4. Consent to eviction

,,The tenant gives by signing this contract expressive agreement to the landlord for the case the tenant does not clear the flat after expiry of lease or termination of the contract by withdrawal or in other cases specified in this contract to enter this flat to list possessions present here, clear the flat and avoid further using of the flat by the tenant.”

This paragraph in the contract is evergreen. Copied among almost all of them. Yet, so dangerous for the landlords if it would be proceeded according it. Here, we are entering the criminal law. If the landlord really does such a thing (Enter the apartment without your present and evict you like this), he is commits not one, but 2 crimes! And it also depends on how he treats the belongings, because it is easy to add third. It is void paragraph because no one is entitled to agree on commit a crime. (Really, if you have contract which clearly states that someone is entitled to kill you, he will be prosecuted for murder regardless. Legally, this is the same situation!) Only the court and the court executor can evict you!
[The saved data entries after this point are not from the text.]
//! Vocabulary catalog for Wordwise
//!
//! This module provides:
//! - Word entries (builtin dataset and learner-added words)
//! - Static dataset loading
//! - Merging persisted custom words, notes and timestamps
//! - Change notifications for views that list words

pub mod catalog;
pub mod dataset;
pub mod models;

pub use catalog::{merge_sources, Catalog, CatalogEvent, MergedWord};
pub use dataset::Dataset;
pub use models::*;
use std::time::Duration;

use async_trait::async_trait;
use rand::seq::SliceRandom;
use reqwest::Client;
use serde::{Deserialize, Serialize};

use super::models::{EnrichmentError, QuizQuestion, WordDefinition};
use super::parse::{parse_definition, parse_quiz};
use crate::config::EnrichmentConfig;

/// Source of definitions and quiz questions for a word
#[async_trait]
pub trait EnrichmentService: Send + Sync {
    async fn fetch_definition(&self, word: &str) -> Result<WordDefinition, EnrichmentError>;
    async fn fetch_quiz(&self, word: &str) -> Result<QuizQuestion, EnrichmentError>;
}

/// Client for a `generateContent`-style text generation API
pub struct GenerativeClient {
    client: Client,
    endpoint: String,
    models: Vec<String>,
    api_key: String,
    temperature: f32,
    max_output_tokens: u32,
}

#[derive(Serialize)]
#[serde(rename_all = "camelCase")]
struct GenerateRequest<'a> {
    contents: Vec<Content<'a>>,
    generation_config: GenerationConfig,
}

#[derive(Serialize)]
struct Content<'a> {
    parts: Vec<Part<'a>>,
}

#[derive(Serialize)]
struct Part<'a> {
    text: &'a str,
}

#[derive(Serialize)]
#[serde(rename_all = "camelCase")]
struct GenerationConfig {
    temperature: f32,
    top_p: f32,
    top_k: u32,
    max_output_tokens: u32,
}

#[derive(Deserialize)]
struct GenerateResponse {
    #[serde(default)]
    candidates: Vec<Candidate>,
}

#[derive(Deserialize)]
struct Candidate {
    content: Option<CandidateContent>,
}

#[derive(Deserialize)]
struct CandidateContent {
    #[serde(default)]
    parts: Vec<ResponsePart>,
}

#[derive(Deserialize)]
struct ResponsePart {
    #[serde(default)]
    text: String,
}

impl GenerateResponse {
    fn first_text(self) -> Option<String> {
        self.candidates
            .into_iter()
            .next()?
            .content?
            .parts
            .into_iter()
            .next()
            .map(|p| p.text)
            .filter(|t| !t.trim().is_empty())
    }
}

impl GenerativeClient {
    /// Create a client, reading the API key from the configured variable
    pub fn from_config(config: &EnrichmentConfig) -> Result<Self, EnrichmentError> {
        let api_key = std::env::var(&config.api_key_env)
            .ok()
            .filter(|k| !k.trim().is_empty())
            .ok_or_else(|| EnrichmentError::MissingApiKey(config.api_key_env.clone()))?;
        Self::new(config, api_key)
    }

    pub fn new(config: &EnrichmentConfig, api_key: String) -> Result<Self, EnrichmentError> {
        if config.models.is_empty() {
            return Err(EnrichmentError::NoModels);
        }

        let client = Client::builder()
            .timeout(Duration::from_secs(config.timeout_secs))
            .connect_timeout(Duration::from_secs(10))
            .build()?;

        Ok(Self {
            client,
            endpoint: config.endpoint.trim_end_matches('/').to_string(),
            models: config.models.clone(),
            api_key,
            temperature: config.temperature,
            max_output_tokens: config.max_output_tokens,
        })
    }

    fn pick_model(&self) -> Result<&str, EnrichmentError> {
        self.models
            .choose(&mut rand::thread_rng())
            .map(String::as_str)
            .ok_or(EnrichmentError::NoModels)
    }

    /// Send a prompt and return the first candidate's text
    pub async fn generate(&self, prompt: &str) -> Result<String, EnrichmentError> {
        let model = self.pick_model()?.to_string();
        let url = format!("{}/{}:generateContent", self.endpoint, model);
        log::debug!("Generating with model {}", model);

        let body = GenerateRequest {
            contents: vec![Content {
                parts: vec![Part { text: prompt }],
            }],
            generation_config: GenerationConfig {
                temperature: self.temperature,
                top_p: 0.8,
                top_k: 40,
                max_output_tokens: self.max_output_tokens,
            },
        };

        let response = self
            .client
            .post(&url)
            .query(&[("key", self.api_key.as_str())])
            .json(&body)
            .send()
            .await?;

        let status = response.status();
        if !status.is_success() {
            let message = response.text().await.unwrap_or_default();
            return Err(EnrichmentError::Service {
                status: status.as_u16(),
                message,
            });
        }

        let parsed: GenerateResponse = response.json().await?;
        parsed.first_text().ok_or(EnrichmentError::EmptyResponse)
    }
}

fn definition_prompt(word: &str) -> String {
    format!(
        r#"Define the word "{word}" including its English definition, Vietnamese translation, and usage examples.

Please respond with a JSON object in EXACTLY this format (no additional text before or after):
{{
  "englishDefinition": "A concise definition in English, including part of speech and key meanings",
  "vietnameseDefinition": "A concise Vietnamese translation",
  "examples": [
    "An example sentence using the word",
    "Another example sentence if available",
    "A third example if available"
  ]
}}

Make sure:
1. The JSON is valid and properly formatted
2. englishDefinition includes the word's part of speech and primary meaning
3. vietnameseDefinition is an accurate translation
4. examples array contains 1-3 practical usage examples"#
    )
}

fn quiz_prompt(word: &str) -> String {
    format!(
        "Quiz for word \"{word}\":\nQuestion: What is the meaning of \"{word}\"?\nA: \nB: \nC: \nD: \nCorrect:"
    )
}

#[async_trait]
impl EnrichmentService for GenerativeClient {
    async fn fetch_definition(&self, word: &str) -> Result<WordDefinition, EnrichmentError> {
        let text = self.generate(&definition_prompt(word)).await?;
        parse_definition(&text).inspect_err(|e| {
            log::debug!("Unparsable definition for {}: {} ({:?})", word, e, text);
        })
    }

    async fn fetch_quiz(&self, word: &str) -> Result<QuizQuestion, EnrichmentError> {
        let text = self.generate(&quiz_prompt(word)).await?;
        parse_quiz(&text)
    }
}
In this case - I wouldn’t like to have it in the contract at all. Because once it is there, it gives some landlords ,,the feel” they really can do that and so they do (or at least they use it to ,,blackmail” the tenant by threatening by using it. And being throw out like this and start to solve the situation in that position is not good at all. (Although you will most likely win all the courts and get the money, the situation itself is better to avoid. And let the owner know in the beginning that you disagree with such a behaviour by insisting on removing the paragraph form the contract.) But keeping it in the contract and simply knowing the landlord can’t do such a thing is also helpful, isn’t it? 

There are many other examples of ineffective paragraphs in lease contracts, but they are far from as common as those described above, in which at least one of them is in perhaps every contract. It is up to the lessee if receive a draft of lease contract containing such provisions if to negotiate about removing them, or whether, with knowledge of their ineffectiveness, will leave them in, or anything in between. (Just a note, the fact that one or more such provisions are in the contract does not mean that the whole contract is void or ineffective. The provisions described here apply to the provisions separately! The rest of the contract in such cases continues work as it should.)